Torch.tensor(): CUDA-capable device(s) is/are busy or unavailable

Our torch.tensor() calls are failing with the below error:
CUDA kernel errors might be asynchronously reported at some other API call, so the stacktrace below might be incorrect.
For debugging consider passing CUDA_LAUNCH_BLOCKING=1.
Compile with TORCH_USE_CUDA_DSA to enable device-side assertions.

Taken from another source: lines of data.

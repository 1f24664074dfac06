//! Tracing setup
//!
//! The TUI owns the terminal, so logs go to a file that can be followed
//! with `tail -f` from another terminal.

use crate::error::{Error, Result};
use std::fs::OpenOptions;
use std::path::Path;
use std::sync::Mutex;
use tracing_subscriber::EnvFilter;

const DEFAULT_FILTER: &str = "locolo_cli=debug,locolo_tui=debug";

/// Install a file-backed subscriber. Respects `RUST_LOG`.
pub fn init(log_path: &Path) -> Result<()> {
    if let Some(dir) = log_path.parent() {
        std::fs::create_dir_all(dir)?;
    }
    let file = OpenOptions::new()
        .create(true)
        .append(true)
        .open(log_path)?;

    let filter = EnvFilter::try_from_default_env().unwrap_or_else(|_| EnvFilter::new(DEFAULT_FILTER));

    tracing_subscriber::fmt()
        .with_env_filter(filter)
        .with_writer(Mutex::new(file))
        .with_ansi(false)
        .try_init()
        .map_err(|e| Error::Logging(e.to_string()))
}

Our driver setup / printout is the below:
NVIDIA-SMI 535.161.07 Driver Version: 535.161.07 CUDA Version: 12.2
__Python VERSION: 3.10.11 (main, Nov 30 2023, 18:20:49) [GCC 7.5.0]
__pyTorch VERSION: 2.1.0+cu121
__CUDA VERSION 12.1
__CUDNN VERSION: 8902
__Is CUDA available: True
__Number CUDA Devices: 1
Active CUDA Device: GPU 0
Available devices 1
Current cuda device 0
GPU count: 1

Trying to understand if there’s a weird version compatibility here causing this issue- in our container image we specify CUDA 12.3 & Torch 2.2.1, so it looks like there’s an override happening somewhere

The PyTorch binaries ship with their own CUDA runtime dependencies and your locally installed CUDA toolkit will be used of you build PyTorch from source or a custom CUDA extension.
Make sure your container can run any CUDA application, as the error might point to your setup.